> [Your assignment] Count the lines in the records below that contain the word "captured", and give only that count.

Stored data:
***

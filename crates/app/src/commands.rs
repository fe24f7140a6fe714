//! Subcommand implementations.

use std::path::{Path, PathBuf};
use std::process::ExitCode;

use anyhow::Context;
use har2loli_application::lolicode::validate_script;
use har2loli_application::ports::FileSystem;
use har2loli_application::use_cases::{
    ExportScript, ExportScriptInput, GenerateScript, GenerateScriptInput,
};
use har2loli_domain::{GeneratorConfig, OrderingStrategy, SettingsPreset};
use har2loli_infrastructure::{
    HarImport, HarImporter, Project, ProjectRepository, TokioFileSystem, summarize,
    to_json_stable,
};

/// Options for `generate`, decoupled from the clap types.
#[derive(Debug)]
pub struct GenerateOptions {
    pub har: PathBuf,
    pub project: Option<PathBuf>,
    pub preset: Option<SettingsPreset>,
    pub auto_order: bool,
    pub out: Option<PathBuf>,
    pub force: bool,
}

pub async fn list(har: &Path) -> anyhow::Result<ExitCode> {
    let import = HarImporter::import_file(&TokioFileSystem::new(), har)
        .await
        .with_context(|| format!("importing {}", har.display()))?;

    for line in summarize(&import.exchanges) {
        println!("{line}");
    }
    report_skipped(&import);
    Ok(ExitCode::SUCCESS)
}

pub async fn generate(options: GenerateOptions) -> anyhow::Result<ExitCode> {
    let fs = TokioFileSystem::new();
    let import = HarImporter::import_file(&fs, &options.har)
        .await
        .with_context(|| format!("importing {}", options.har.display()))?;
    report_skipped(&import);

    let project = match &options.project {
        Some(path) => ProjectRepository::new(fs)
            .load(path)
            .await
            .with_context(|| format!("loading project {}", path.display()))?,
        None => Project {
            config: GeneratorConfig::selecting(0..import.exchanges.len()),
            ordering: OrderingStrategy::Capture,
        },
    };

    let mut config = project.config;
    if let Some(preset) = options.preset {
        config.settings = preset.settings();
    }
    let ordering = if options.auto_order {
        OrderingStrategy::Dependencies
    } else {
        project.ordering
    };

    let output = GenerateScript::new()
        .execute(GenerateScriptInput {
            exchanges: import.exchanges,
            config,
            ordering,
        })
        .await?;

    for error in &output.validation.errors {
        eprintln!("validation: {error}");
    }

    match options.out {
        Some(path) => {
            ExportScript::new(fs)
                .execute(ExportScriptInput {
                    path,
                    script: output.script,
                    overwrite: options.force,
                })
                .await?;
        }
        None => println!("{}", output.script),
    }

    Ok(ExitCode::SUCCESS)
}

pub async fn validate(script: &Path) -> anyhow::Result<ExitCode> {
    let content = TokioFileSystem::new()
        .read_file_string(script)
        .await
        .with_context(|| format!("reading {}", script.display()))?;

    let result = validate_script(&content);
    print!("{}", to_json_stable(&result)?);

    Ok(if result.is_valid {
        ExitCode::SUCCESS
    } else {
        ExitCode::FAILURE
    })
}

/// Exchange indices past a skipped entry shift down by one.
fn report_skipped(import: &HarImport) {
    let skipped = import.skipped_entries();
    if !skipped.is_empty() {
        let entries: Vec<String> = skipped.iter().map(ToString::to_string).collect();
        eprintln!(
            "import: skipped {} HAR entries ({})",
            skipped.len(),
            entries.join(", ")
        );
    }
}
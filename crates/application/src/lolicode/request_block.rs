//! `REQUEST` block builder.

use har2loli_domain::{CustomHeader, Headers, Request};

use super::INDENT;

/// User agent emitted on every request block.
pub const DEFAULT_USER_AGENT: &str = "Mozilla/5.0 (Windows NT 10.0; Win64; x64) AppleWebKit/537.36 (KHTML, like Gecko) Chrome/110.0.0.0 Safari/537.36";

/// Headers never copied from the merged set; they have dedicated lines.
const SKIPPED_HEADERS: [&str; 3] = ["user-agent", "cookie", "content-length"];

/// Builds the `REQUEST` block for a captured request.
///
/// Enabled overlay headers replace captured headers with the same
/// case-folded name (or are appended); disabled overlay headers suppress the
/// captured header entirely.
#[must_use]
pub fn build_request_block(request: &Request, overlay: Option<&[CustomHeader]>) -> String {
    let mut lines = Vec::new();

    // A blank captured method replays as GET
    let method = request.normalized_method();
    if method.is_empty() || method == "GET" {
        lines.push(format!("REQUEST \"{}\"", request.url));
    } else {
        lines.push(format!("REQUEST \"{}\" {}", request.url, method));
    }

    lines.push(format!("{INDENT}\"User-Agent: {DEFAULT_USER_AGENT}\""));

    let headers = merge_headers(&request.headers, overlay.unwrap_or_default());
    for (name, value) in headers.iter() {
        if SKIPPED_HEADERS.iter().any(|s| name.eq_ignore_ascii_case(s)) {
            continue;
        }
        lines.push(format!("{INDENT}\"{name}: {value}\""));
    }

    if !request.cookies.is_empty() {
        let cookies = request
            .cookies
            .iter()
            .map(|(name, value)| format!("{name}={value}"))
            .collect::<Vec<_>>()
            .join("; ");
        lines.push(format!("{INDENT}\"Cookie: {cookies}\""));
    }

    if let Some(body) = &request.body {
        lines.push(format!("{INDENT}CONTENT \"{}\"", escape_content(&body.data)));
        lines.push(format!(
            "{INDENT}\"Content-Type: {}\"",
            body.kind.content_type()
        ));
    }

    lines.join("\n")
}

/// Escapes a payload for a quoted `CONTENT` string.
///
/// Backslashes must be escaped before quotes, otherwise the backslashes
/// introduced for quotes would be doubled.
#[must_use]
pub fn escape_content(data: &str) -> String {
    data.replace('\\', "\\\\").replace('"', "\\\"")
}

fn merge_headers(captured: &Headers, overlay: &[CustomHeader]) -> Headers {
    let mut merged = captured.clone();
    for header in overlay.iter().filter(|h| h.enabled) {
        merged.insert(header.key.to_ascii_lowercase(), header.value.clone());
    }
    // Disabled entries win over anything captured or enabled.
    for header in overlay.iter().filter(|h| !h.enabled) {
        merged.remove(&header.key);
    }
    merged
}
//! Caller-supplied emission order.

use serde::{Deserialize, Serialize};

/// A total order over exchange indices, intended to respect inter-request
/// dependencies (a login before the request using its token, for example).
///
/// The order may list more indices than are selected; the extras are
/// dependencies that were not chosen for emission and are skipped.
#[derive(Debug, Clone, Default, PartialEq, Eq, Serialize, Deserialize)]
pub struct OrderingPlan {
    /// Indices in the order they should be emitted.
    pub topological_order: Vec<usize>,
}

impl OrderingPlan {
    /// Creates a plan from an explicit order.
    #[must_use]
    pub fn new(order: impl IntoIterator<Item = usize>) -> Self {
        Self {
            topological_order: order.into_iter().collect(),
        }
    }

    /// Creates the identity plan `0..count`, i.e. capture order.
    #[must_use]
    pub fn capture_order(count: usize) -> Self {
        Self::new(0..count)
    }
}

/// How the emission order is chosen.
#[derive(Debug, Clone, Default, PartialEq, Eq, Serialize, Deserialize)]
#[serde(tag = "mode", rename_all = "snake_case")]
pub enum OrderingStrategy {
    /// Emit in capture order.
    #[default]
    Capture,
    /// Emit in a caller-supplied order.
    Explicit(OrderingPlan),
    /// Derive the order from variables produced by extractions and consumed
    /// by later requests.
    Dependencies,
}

***

> [Exercise solution] 7